WORK REQUIRED — Among the entries that follow, find the lines containing the string "TextConfig" and copy them.

MATERIAL SUPPLIED —
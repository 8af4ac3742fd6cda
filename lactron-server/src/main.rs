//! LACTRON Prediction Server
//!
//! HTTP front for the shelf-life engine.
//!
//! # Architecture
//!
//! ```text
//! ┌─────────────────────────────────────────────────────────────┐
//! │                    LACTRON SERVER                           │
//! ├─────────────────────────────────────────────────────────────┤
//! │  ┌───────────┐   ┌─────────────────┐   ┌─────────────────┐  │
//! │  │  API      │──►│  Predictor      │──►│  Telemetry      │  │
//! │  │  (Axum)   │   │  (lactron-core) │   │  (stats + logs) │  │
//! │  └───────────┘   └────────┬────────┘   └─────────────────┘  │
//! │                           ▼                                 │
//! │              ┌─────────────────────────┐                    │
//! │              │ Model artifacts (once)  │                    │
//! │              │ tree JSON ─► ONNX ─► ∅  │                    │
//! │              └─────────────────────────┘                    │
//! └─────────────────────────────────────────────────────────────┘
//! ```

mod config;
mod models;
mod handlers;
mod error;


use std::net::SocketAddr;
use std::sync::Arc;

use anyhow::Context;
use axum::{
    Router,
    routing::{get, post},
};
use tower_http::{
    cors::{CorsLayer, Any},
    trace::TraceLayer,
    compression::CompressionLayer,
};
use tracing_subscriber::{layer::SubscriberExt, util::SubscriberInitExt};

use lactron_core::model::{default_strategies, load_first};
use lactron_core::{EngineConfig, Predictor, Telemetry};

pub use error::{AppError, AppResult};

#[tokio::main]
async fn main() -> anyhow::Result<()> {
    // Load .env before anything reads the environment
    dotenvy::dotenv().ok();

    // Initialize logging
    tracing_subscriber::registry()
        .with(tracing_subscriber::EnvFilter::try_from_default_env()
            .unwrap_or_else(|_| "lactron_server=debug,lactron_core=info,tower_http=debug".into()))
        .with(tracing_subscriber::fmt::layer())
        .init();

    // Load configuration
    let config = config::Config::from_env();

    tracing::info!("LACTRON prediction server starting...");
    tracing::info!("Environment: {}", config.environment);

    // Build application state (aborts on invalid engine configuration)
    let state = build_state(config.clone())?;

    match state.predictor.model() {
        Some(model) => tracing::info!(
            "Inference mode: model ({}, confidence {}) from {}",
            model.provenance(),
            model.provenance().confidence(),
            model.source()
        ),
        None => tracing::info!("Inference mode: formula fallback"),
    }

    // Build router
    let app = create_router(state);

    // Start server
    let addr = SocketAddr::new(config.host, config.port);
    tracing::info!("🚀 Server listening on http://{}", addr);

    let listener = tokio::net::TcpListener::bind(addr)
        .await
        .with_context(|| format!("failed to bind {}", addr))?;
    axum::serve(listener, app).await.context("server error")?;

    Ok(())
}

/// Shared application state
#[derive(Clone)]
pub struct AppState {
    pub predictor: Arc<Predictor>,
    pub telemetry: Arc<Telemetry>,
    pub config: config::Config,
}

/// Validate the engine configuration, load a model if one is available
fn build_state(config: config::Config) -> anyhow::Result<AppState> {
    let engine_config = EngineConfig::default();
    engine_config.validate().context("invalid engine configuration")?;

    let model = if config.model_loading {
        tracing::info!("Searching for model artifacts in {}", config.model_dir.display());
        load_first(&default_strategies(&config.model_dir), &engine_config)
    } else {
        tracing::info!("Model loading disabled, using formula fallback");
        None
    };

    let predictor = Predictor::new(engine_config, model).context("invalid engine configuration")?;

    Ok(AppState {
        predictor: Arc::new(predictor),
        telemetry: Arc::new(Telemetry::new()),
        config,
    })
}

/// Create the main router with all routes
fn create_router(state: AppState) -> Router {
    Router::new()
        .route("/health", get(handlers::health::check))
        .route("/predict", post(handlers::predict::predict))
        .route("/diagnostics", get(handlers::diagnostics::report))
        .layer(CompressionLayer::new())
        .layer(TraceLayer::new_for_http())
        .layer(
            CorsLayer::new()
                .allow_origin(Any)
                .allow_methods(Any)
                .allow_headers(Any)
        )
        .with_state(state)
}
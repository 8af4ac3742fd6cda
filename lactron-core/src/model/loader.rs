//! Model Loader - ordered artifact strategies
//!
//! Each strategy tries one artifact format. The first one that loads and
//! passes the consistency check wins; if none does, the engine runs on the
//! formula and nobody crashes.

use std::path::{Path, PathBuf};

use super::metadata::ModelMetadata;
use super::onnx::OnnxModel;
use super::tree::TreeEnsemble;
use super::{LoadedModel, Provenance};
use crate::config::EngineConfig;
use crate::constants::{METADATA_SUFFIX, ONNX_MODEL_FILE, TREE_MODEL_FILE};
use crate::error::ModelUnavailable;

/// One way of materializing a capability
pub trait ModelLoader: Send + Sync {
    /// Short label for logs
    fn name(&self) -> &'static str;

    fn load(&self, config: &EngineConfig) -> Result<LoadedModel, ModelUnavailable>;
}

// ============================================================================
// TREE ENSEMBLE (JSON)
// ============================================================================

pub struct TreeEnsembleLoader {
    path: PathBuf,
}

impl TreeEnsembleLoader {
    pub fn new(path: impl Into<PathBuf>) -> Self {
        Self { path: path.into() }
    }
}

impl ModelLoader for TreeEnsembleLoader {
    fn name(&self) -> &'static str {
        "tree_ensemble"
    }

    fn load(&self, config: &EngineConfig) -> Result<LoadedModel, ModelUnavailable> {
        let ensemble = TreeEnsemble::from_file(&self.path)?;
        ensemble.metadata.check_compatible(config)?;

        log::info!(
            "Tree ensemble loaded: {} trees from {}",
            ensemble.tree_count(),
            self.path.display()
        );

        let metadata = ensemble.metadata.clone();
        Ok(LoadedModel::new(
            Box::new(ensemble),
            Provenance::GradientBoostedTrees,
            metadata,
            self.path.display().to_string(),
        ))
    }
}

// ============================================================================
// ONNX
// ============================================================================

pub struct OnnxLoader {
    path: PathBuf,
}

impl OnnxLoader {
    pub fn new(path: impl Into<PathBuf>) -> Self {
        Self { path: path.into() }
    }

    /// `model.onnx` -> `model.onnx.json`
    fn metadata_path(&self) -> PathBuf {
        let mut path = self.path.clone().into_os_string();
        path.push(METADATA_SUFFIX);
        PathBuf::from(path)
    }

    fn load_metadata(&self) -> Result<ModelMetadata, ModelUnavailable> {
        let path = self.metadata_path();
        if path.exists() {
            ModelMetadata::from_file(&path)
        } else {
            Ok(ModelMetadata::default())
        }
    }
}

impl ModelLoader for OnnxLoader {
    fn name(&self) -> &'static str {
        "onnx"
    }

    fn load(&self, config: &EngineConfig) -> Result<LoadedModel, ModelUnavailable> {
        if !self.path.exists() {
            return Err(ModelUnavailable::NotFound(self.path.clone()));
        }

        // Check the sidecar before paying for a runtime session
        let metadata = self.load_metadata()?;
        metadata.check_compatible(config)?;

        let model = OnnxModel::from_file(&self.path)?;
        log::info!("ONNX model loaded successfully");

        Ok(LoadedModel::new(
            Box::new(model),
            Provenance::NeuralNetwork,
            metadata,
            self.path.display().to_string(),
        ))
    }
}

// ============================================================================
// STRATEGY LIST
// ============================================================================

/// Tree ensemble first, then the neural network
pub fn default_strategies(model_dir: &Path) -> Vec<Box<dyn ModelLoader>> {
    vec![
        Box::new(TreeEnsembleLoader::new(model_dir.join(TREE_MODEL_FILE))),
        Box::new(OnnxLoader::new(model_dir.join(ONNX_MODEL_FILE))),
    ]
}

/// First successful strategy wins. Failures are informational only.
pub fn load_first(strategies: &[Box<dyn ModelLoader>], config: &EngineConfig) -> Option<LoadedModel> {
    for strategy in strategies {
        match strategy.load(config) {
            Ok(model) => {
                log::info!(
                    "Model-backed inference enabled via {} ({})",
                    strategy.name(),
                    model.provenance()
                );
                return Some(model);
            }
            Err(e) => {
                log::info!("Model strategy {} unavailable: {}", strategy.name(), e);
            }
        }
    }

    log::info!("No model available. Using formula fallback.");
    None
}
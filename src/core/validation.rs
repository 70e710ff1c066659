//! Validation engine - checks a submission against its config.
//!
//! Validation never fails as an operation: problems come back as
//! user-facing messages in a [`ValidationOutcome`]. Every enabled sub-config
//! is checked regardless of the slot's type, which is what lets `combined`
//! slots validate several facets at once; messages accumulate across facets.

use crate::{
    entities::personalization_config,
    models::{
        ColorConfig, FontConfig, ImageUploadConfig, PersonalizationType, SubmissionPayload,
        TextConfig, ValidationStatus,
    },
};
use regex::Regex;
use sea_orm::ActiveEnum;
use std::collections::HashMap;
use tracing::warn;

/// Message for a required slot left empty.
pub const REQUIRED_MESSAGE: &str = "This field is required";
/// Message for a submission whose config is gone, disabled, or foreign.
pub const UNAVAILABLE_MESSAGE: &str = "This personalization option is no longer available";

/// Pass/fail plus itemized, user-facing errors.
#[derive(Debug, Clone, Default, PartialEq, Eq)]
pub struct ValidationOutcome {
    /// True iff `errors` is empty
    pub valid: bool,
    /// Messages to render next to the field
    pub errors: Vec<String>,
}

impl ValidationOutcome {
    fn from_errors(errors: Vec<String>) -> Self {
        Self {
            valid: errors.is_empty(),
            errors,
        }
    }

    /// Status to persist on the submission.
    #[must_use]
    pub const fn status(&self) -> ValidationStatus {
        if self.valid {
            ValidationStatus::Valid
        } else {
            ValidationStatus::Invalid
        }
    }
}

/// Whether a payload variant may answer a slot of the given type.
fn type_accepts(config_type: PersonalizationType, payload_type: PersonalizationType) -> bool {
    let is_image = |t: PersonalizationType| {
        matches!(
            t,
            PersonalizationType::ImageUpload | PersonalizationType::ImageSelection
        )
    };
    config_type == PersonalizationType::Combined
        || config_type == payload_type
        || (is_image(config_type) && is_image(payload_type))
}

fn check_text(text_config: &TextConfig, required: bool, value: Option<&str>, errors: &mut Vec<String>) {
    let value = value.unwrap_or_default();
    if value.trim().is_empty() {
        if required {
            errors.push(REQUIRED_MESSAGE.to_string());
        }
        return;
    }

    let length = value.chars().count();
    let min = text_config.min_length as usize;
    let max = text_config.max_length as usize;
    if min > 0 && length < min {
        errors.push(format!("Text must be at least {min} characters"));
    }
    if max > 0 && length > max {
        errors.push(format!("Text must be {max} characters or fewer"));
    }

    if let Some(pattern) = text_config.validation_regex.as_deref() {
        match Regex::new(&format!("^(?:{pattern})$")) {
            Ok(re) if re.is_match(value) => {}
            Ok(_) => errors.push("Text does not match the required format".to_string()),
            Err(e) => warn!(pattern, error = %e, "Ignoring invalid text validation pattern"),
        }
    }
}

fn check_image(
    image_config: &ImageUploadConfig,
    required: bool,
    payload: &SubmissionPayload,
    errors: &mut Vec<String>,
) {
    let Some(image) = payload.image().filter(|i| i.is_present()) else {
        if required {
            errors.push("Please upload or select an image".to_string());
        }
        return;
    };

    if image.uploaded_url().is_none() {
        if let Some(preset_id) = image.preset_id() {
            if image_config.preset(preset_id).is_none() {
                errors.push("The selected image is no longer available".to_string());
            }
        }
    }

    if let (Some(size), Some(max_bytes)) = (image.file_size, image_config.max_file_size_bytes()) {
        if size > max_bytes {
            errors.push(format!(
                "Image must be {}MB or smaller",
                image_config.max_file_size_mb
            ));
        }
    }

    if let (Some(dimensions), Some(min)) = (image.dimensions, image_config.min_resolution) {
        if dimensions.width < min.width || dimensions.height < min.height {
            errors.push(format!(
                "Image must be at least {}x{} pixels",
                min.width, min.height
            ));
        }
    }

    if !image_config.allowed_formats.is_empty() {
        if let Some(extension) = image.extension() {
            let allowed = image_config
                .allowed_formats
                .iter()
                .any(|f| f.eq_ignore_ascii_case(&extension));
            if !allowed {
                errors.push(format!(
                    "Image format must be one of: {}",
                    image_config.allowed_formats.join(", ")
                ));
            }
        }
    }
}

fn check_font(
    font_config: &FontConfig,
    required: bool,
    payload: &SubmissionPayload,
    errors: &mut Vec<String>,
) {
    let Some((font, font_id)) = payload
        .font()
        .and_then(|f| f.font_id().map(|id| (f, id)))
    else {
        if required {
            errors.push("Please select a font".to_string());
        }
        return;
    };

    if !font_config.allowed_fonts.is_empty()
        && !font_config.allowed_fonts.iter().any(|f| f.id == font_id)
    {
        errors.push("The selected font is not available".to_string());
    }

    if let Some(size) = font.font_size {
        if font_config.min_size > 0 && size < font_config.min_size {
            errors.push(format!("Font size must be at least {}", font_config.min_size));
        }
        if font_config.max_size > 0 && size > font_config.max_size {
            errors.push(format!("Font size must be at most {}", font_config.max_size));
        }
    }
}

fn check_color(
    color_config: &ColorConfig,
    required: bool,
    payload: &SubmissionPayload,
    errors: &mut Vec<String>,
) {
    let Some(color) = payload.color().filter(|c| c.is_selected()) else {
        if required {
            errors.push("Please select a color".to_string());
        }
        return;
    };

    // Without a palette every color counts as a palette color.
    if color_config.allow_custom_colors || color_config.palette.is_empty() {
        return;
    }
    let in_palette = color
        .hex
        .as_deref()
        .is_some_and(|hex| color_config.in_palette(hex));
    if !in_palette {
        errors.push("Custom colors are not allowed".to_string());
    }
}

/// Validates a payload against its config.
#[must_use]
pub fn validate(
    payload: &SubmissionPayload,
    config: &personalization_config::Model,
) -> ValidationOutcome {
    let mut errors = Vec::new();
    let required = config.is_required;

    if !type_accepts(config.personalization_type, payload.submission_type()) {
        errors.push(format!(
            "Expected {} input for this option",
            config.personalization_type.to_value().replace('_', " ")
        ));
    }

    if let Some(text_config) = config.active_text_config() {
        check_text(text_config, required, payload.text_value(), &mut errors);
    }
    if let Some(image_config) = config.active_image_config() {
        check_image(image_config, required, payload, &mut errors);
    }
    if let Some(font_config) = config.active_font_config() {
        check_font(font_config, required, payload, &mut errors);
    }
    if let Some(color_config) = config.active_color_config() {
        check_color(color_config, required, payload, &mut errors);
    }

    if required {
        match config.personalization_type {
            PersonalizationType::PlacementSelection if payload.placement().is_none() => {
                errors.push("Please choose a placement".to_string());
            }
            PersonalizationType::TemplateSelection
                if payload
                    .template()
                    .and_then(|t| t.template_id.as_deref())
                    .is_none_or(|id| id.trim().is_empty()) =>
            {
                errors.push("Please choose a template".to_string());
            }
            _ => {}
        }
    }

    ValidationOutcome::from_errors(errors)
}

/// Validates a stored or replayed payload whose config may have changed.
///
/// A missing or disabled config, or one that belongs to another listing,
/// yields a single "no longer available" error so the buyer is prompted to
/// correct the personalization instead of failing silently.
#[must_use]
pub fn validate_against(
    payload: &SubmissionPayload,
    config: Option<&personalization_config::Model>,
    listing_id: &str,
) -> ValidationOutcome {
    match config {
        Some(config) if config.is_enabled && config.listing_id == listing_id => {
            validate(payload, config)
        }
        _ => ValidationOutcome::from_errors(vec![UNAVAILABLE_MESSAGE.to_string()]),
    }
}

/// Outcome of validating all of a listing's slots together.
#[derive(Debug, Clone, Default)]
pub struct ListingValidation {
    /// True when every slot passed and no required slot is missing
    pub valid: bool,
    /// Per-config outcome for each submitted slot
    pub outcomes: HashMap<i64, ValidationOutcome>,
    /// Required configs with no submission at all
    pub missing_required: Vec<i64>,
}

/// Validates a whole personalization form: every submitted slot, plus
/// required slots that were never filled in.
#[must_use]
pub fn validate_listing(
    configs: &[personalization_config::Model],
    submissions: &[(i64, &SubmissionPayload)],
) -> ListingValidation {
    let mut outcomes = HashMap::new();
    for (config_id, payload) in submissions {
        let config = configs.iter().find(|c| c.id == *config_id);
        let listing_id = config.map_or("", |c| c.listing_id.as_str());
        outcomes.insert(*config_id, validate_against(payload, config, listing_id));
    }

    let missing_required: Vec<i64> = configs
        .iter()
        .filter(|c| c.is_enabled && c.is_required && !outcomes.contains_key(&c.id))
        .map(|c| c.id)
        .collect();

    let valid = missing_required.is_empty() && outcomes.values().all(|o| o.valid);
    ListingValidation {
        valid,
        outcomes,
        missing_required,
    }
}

EXERCISE RESPONSE —
        TextConfig, ValidationStatus,
fn check_text(text_config: &TextConfig, required: bool, value: Option<&str>, errors: &mut Vec<String>) {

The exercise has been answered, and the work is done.